Years of price-gouging ensure there are no competitors to address EpiPen shortage
According to a Bloomberg report, patients in 45 states are unable to fill their prescriptions for EpiPens.
This shortage — the result of a multi-year saga involving the pharma-company Mylan, the FDA, and angry nut-fearing parents — highlights the challenges of reining in pharmaceutical price-gouging.
All about the market share
After Mylan bought the rights to sell EpiPens, it increased prices 550% — from $94 in 2007 to $608 in 2016.
The hikes tripled Mylan’s stock price, but also made them reliant on EpiPen sales, which now accounted for 40% of their profits.
After more than 700k consumers protested and prompted a Department of Justice lawsuit, Mylan introduced a cheaper generic version of the drug. But with the feds off their backs, Mylan continued to lobby against alternatives to their drugs to choke out competitors.

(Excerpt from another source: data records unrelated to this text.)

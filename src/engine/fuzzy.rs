//! Offset-tolerant hunk location.

use crate::patch::{Hunk, HunkLine};
use serde::Serialize;

/// Tuning for fuzzy application.
#[derive(Debug, Clone, Copy, PartialEq, Serialize)]
pub struct FuzzyOptions {
    /// Lines searched on each side of the expected offset
    pub radius: usize,
    /// Context lines allowed to differ
    pub max_mismatches: usize,
    /// Minimum mean line similarity of an accepted candidate
    pub min_similarity: f64,
}

impl Default for FuzzyOptions {
    fn default() -> Self {
        Self {
            radius: 64,
            max_mismatches: 2,
            min_similarity: 0.75,
        }
    }
}

/// Where a hunk matched and how well.
#[derive(Debug, Clone, Copy, PartialEq)]
pub struct Match {
    pub at: usize,
    pub similarity: f64,
}

/// Equal once leading and trailing whitespace is trimmed and inner runs of
/// whitespace are collapsed. Tokens are never merged: `int x` and `intx`
/// differ.
pub fn whitespace_equal(a: &str, b: &str) -> bool {
    a.split_whitespace().eq(b.split_whitespace())
}

fn collapse_whitespace(line: &str) -> String {
    line.split_whitespace().collect::<Vec<_>>().join(" ")
}

/// 1.0 for whitespace-equal lines, otherwise normalized Levenshtein
/// similarity of the whitespace-collapsed lines.
pub fn line_similarity(a: &str, b: &str) -> f64 {
    if whitespace_equal(a, b) {
        return 1.0;
    }
    strsim::normalized_levenshtein(&collapse_whitespace(a), &collapse_whitespace(b))
}

/// Score the hunk's original side against `buffer` starting at `at`.
fn score_at(buffer: &[String], hunk: &Hunk, at: usize, options: &FuzzyOptions) -> Option<f64> {
    let mut total = 0.0;
    let mut mismatches = 0;
    let mut count = 0usize;

    for (offset, line) in hunk.lines.iter().filter(|l| l.in_old()).enumerate() {
        let actual = buffer.get(at + offset)?;
        match line {
            HunkLine::Remove(expected) => {
                if !whitespace_equal(expected, actual) {
                    return None;
                }
                total += 1.0;
            }
            HunkLine::Context(expected) => {
                let similarity = line_similarity(expected, actual);
                if similarity < 1.0 {
                    mismatches += 1;
                    if mismatches > options.max_mismatches {
                        return None;
                    }
                }
                total += similarity;
            }
            HunkLine::Add(_) => {}
        }
        count += 1;
    }

    if count == 0 {
        return Some(1.0);
    }
    Some(total / count as f64)
}

/// Best position for `hunk` within `radius` of `expected`, never before `floor`.
///
/// The best candidate has the highest score, then the smallest distance to
/// `expected`, then the earliest offset.
pub fn find_match(
    buffer: &[String],
    hunk: &Hunk,
    expected: usize,
    floor: usize,
    options: &FuzzyOptions,
) -> Option<Match> {
    let old_len = hunk.old_len();
    if buffer.len() < old_len {
        return None;
    }
    let last = buffer.len() - old_len;

    if old_len == 0 {
        let at = expected.clamp(floor.min(last), last);
        return Some(Match {
            at,
            similarity: 1.0,
        });
    }

    let lo = expected.saturating_sub(options.radius).max(floor);
    let hi = expected.saturating_add(options.radius).min(last);
    if lo > hi {
        return None;
    }

    let mut best: Option<(Match, usize)> = None;
    for at in lo..=hi {
        let Some(score) = score_at(buffer, hunk, at, options) else {
            continue;
        };
        if score < options.min_similarity {
            continue;
        }
        let distance = at.abs_diff(expected);
        let better = match &best {
            None => true,
            Some((current, current_distance)) => {
                score > current.similarity
                    || (score == current.similarity && distance < *current_distance)
            }
        };
        if better {
            best = Some((
                Match {
                    at,
                    similarity: score,
                },
                distance,
            ));
        }
    }
    best.map(|(m, _)| m)
}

The FDA’s slap on the wrist didn’t hurt enough
Legal rulings stripped Mylan’s monopoly, but after reducing their fine to a measly $465m, and lobbying for exclusive contracts, the company’s market share only fell from 95% to 71%.
Mylan joins companies like Turing Pharmaceuticals (pharma-bro Martin Shkreli’s company) and Valeant (which rebranded this week to clean up its image) that pay fines for price-gouging but continue to operate.
Now, even though EpiPen alternatives exist (some for as low as $10), Mylan’s market control has kept competitors so small they can’t help address the current shortage.
In the meantime, Mylan’s producer, Pfizer, says they “cannot commit to a specific time for when the supply constraint will be fully resolved.”